The sizes of C₂H₆ (0.4nm) and the micropores (0.4nm) suggest a tight guest-host fit but C₆H₁₂ cannot access intrapore sites because of their much larger size (0.6 nm). Thus, C₂H₆ molecules have the opportunity to react in micropores as well as external surfaces of the M1 phase crystallites, but C₆H₁₂ molecules are restricted to external surfaces. Measured C₂H₆ to C₆H₁₂ activation rate ratios on MoVTeNb oxides are more than two orders of magnitude larger than those measured on non-microporous vanadium oxides (VO_x/SiO₂) and those estimated by DFT on external surfaces of both oxides, suggesting that most C₂H₆ activations on MoVTeNb oxides occur inside the micropores under typical conditions. This conclusion that ethane dehydrogenation occurs predominantly inside the pores is further confirmed by measuring rate ratios on a variety of supported oxides at different surface density and structural and electronic properties, which all lead to rate ratios much less than unity. A variety of M1 phase MoV and MoVTeNb oxides are also tested, which all lead to rate ratios near unity or higher than unity. The relations among accessible micropore volumes and external surface areas are used to further confirm the role of micropores.

C₂H₆ exhibits higher activation energy than C₆H₁₂ on VO_x/SiO₂, consistent with the C-H bond strengths in the two reactants.
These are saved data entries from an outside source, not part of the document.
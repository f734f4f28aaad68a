//! Exchange and credit side-books:
//! 1. Each exchange record carries the day's running quantity total
//! 2. The running total restarts when the calendar day rolls over
//! 3. Credits append with offsets and stay immutable

use chrono::NaiveDateTime;
use giftledger_core::clock::DATE_TIME_FORMAT;
use giftledger_core::model::{CreditRequest, ExchangeRequest};
use giftledger_core::{FixedClock, LedgerConfig, LedgerError, LedgerStore};
use std::rc::Rc;

fn at(s: &str) -> NaiveDateTime {
    NaiveDateTime::parse_from_str(s, DATE_TIME_FORMAT).unwrap()
}

fn build(start: &str) -> (Rc<FixedClock>, LedgerStore) {
    let _ = env_logger::builder().is_test(true).try_init();
    let clock = Rc::new(FixedClock::at(at(start)));
    let store = LedgerStore::with_clock(clock.clone(), LedgerConfig::default())
        .expect("in_memory store");
    (clock, store)
}

fn exchange(quantity: f64) -> ExchangeRequest {
    ExchangeRequest {
        exchange_account: "x1".into(),
        quantity,
        discount: 0.95,
    }
}

// ─────────────────────────────────────────────────────────────────────────────
// Test 1: the day total accumulates within a day
// ─────────────────────────────────────────────────────────────────────────────

#[test]
fn today_total_accumulates_within_the_day() {
    let (clock, store) = build("2026-08-29 09:00:00");

    let a = store.add_exchange(&exchange(10_000.0)).unwrap();
    assert_eq!(a.today_exchange_total, 10_000.0);

    clock.set(at("2026-08-29 15:30:00"));
    let b = store.add_exchange(&exchange(5_000.0)).unwrap();
    assert_eq!(b.today_exchange_total, 15_000.0);

    clock.set(at("2026-08-29 23:59:59"));
    let c = store.add_exchange(&exchange(500.0)).unwrap();
    assert_eq!(c.today_exchange_total, 15_500.0);

    // Earlier records keep the total they were written with.
    let book = store.exchanges().unwrap();
    assert_eq!(book.len(), 3);
    assert_eq!(book[0].today_exchange_total, 10_000.0);
    assert_eq!(book[1].today_exchange_total, 15_000.0);
}

// ─────────────────────────────────────────────────────────────────────────────
// Test 2: the total restarts at midnight
// ─────────────────────────────────────────────────────────────────────────────

#[test]
fn today_total_restarts_on_day_rollover() {
    let (clock, store) = build("2026-08-28 23:00:00");

    store.add_exchange(&exchange(7_000.0)).unwrap();

    clock.set(at("2026-08-29 00:01:00"));
    let next_day = store.add_exchange(&exchange(300.0)).unwrap();
    assert_eq!(next_day.today_exchange_total, 300.0);
}

#[test]
fn bad_exchange_inputs_are_rejected() {
    let (_clock, store) = build("2026-08-29 09:00:00");

    let err = store.add_exchange(&exchange(-1.0)).unwrap_err();
    assert!(matches!(err, LedgerError::Validation(_)));

    let err = store
        .add_exchange(&ExchangeRequest {
            discount: 1.2,
            ..exchange(100.0)
        })
        .unwrap_err();
    assert!(matches!(err, LedgerError::Validation(_)));
    assert!(store.exchanges().unwrap().is_empty());
}

// ─────────────────────────────────────────────────────────────────────────────
// Test 3: credits
// ─────────────────────────────────────────────────────────────────────────────

#[test]
fn credits_append_in_order() {
    let (_clock, store) = build("2026-08-29 09:00:00");

    let first = store
        .add_credit(&CreditRequest {
            credit_account: "vip-lounge".into(),
            credit_amount: 600.0,
            is_repaid: false,
            goods_offset: 100.0,
            funds_offset: 50.0,
        })
        .unwrap();
    let second = store
        .add_credit(&CreditRequest {
            credit_account: "vip-lounge".into(),
            credit_amount: 200.0,
            is_repaid: true,
            goods_offset: 0.0,
            funds_offset: 200.0,
        })
        .unwrap();

    let book = store.credits().unwrap();
    assert_eq!(book, vec![first.clone(), second]);
    assert!(!first.is_repaid);
    assert_eq!(first.goods_offset, 100.0);
}

#[test]
fn negative_credit_fields_are_rejected() {
    let (_clock, store) = build("2026-08-29 09:00:00");

    let err = store
        .add_credit(&CreditRequest {
            credit_account: "vip-lounge".into(),
            credit_amount: -600.0,
            is_repaid: false,
            goods_offset: 0.0,
            funds_offset: 0.0,
        })
        .unwrap_err();
    assert!(matches!(err, LedgerError::Validation(_)));
    assert!(store.credits().unwrap().is_empty());
}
In spite of the significant stronger C-H bonds, the activation energies for C₂H₆ are similar to C₆H₁₂ on MoVTeNb oxides because micropores stabilize C-H activation transition states through van der Waals (vdW) interactions, while C₆H₁₂ molecules react outside the pores and experience much weaker vdW interactions. The tightness of confinement and vdW stabilization are confirmed by slightly endothermic (representing slight steric repulsion from pore walls) and significantly exothermic C₂H₆ adsorption form DFT methods without vdW and with rigorous vdW functionals, respectively.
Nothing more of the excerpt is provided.